Work item: Where in the entries below does "Ascending" appear? Copy every line that has it.

___ Provided entries

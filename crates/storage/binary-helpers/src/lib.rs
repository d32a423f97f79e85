//! Byte-level helpers shared by the storage crates: little-endian integer
//! serialization, bit sets, and checked integer narrowing.

pub mod bin_error;
pub mod bitmap;
pub mod conversions;
pub mod le;
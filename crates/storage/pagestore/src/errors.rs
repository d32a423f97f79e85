use crate::{AreaId, PageId};
use binary_helpers::bin_error::BinaryError;
use std::path::PathBuf;
use thiserror::Error;

#[derive(Debug, Error)]
pub enum PageStoreError {
    #[error("i/o failure on {path}: {source}")]
    Io {
        path: PathBuf,
        #[source]
        source: std::io::Error,
    },
    #[error("store already exists at {0}")]
    AlreadyExists(PathBuf),
    #[error("page {0} is not allocated")]
    UnknownPage(PageId),
    #[error("area {area_id} on page {page_id} is not allocated")]
    UnknownArea { page_id: PageId, area_id: AreaId },
    #[error("page {page_id} cannot hold an area of {requested} bytes ({available} available)")]
    AreaTooLarge {
        page_id: PageId,
        requested: usize,
        available: usize,
    },
    #[error("corrupt area directory on page {page_id}: {source}")]
    CorruptDirectory {
        page_id: PageId,
        #[source]
        source: BinaryError,
    },
}

pub type Result<T> = std::result::Result<T, PageStoreError>;
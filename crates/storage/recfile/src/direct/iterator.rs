//! Cursor over the fixed-slot file.
//!
//! One parameterized slot search serves "next occupied", "previous
//! occupied" and "next vacant": a direction, a slot predicate, and a
//! page-level predicate that lets whole pages be skipped from their
//! header alone.

use crate::direct::field::FixedFields;
use crate::direct::page_header::DirectPageHeader;
use crate::errors::{RecordError, Result};
use crate::file_info::INFO_PAGE_ID;
use crate::metadata::MetaData;
use crate::object_id::ObjectId;
use crate::row::RowData;
use crate::targets::TargetFields;
use crate::value::Value;
use crate::verify::Finding;
use binary_helpers::bitmap::Bitmap;
use pagestore::PageId;
use pagestore::fix::{FixMode, UnfixMode};
use pagestore::page::Page;
use pagestore::paged_file::PagedFile;
use std::sync::Arc;

/// What a page is fixed for; decides the fix and unfix modes.
#[derive(Debug, Clone, Copy, PartialEq, Eq)]
pub enum Operation {
    Read,
    Write,
    Insert,
    Expunge,
    Verify,
    Batch,
}

impl Operation {
    fn fix_mode(self) -> FixMode {
        match self {
            Operation::Read | Operation::Verify => FixMode::ReadOnly,
            Operation::Batch => FixMode::Write { discardable: false },
            Operation::Write | Operation::Insert | Operation::Expunge => {
                FixMode::Write { discardable: true }
            }
        }
    }

    fn unfix_mode(self) -> UnfixMode {
        match self {
            Operation::Read | Operation::Verify => UnfixMode::NotDirty,
            _ => UnfixMode::Dirty,
        }
    }
}

/// What a slot search does with the page it lands on.
#[derive(Debug, Clone, Copy, PartialEq, Eq)]
enum SearchPage {
    /// Report the object id only.
    Read,
    /// Move the iterator onto the found slot, keeping its page attached.
    Replace,
    /// Same-page search only, pages fixed through the verification hook.
    Verify,
}

#[derive(Debug, Clone, Copy, PartialEq, Eq)]
enum SlotProbe {
    Occupied,
    Vacant,
}

impl SlotProbe {
    fn matches(self, header: &DirectPageHeader, slot_id: u32) -> bool {
        match self {
            SlotProbe::Occupied => header.is_occupied(slot_id),
            SlotProbe::Vacant => !header.is_occupied(slot_id),
        }
    }

    /// Can this page contain a matching slot at all?
    fn page_may_match(self, header: &DirectPageHeader) -> bool {
        match self {
            SlotProbe::Occupied => header.slot_count > 0,
            SlotProbe::Vacant => header.slot_count < header.slots_per_page(),
        }
    }
}

#[derive(Debug, Clone, Copy, PartialEq, Eq)]
enum Direction {
    Ascending,
    Descending,
}

/// Slot ids to probe, in search order. `from` is the exclusive anchor; a
/// fresh page is walked end to end.
fn slot_walk(
    direction: Direction,
    from: Option<u32>,
    slots_per_page: u32,
) -> Box<dyn Iterator<Item = u32>> {
    match (direction, from) {
        (Direction::Ascending, Some(anchor)) => Box::new(anchor + 1..slots_per_page),
        (Direction::Ascending, None) => Box::new(0..slots_per_page),
        (Direction::Descending, Some(anchor)) => Box::new((0..anchor).rev()),
        (Direction::Descending, None) => Box::new((0..slots_per_page).rev()),
    }
}

#[derive(Debug, Clone, Copy, PartialEq, Eq)]
enum Position {
    /// Scan not started; `next` begins at the start object id.
    Unset,
    At(ObjectId),
    Exhausted,
}

/// Iterator over the fixed-slot file.
#[derive(Debug)]
pub struct DirectIterator {
    paged: Arc<PagedFile>,
    meta: Arc<MetaData>,
    position: Position,
    page_id: Option<PageId>,
    slot_id: u32,
    page: Option<Page>,
    header: Option<DirectPageHeader>,
    op: Operation,
    start_id: ObjectId,
    end_id: ObjectId,
    batch: bool,
}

______

Task solution:
    Ascending,
        (Direction::Ascending, Some(anchor)) => Box::new(anchor + 1..slots_per_page),
        (Direction::Ascending, None) => Box::new(0..slots_per_page),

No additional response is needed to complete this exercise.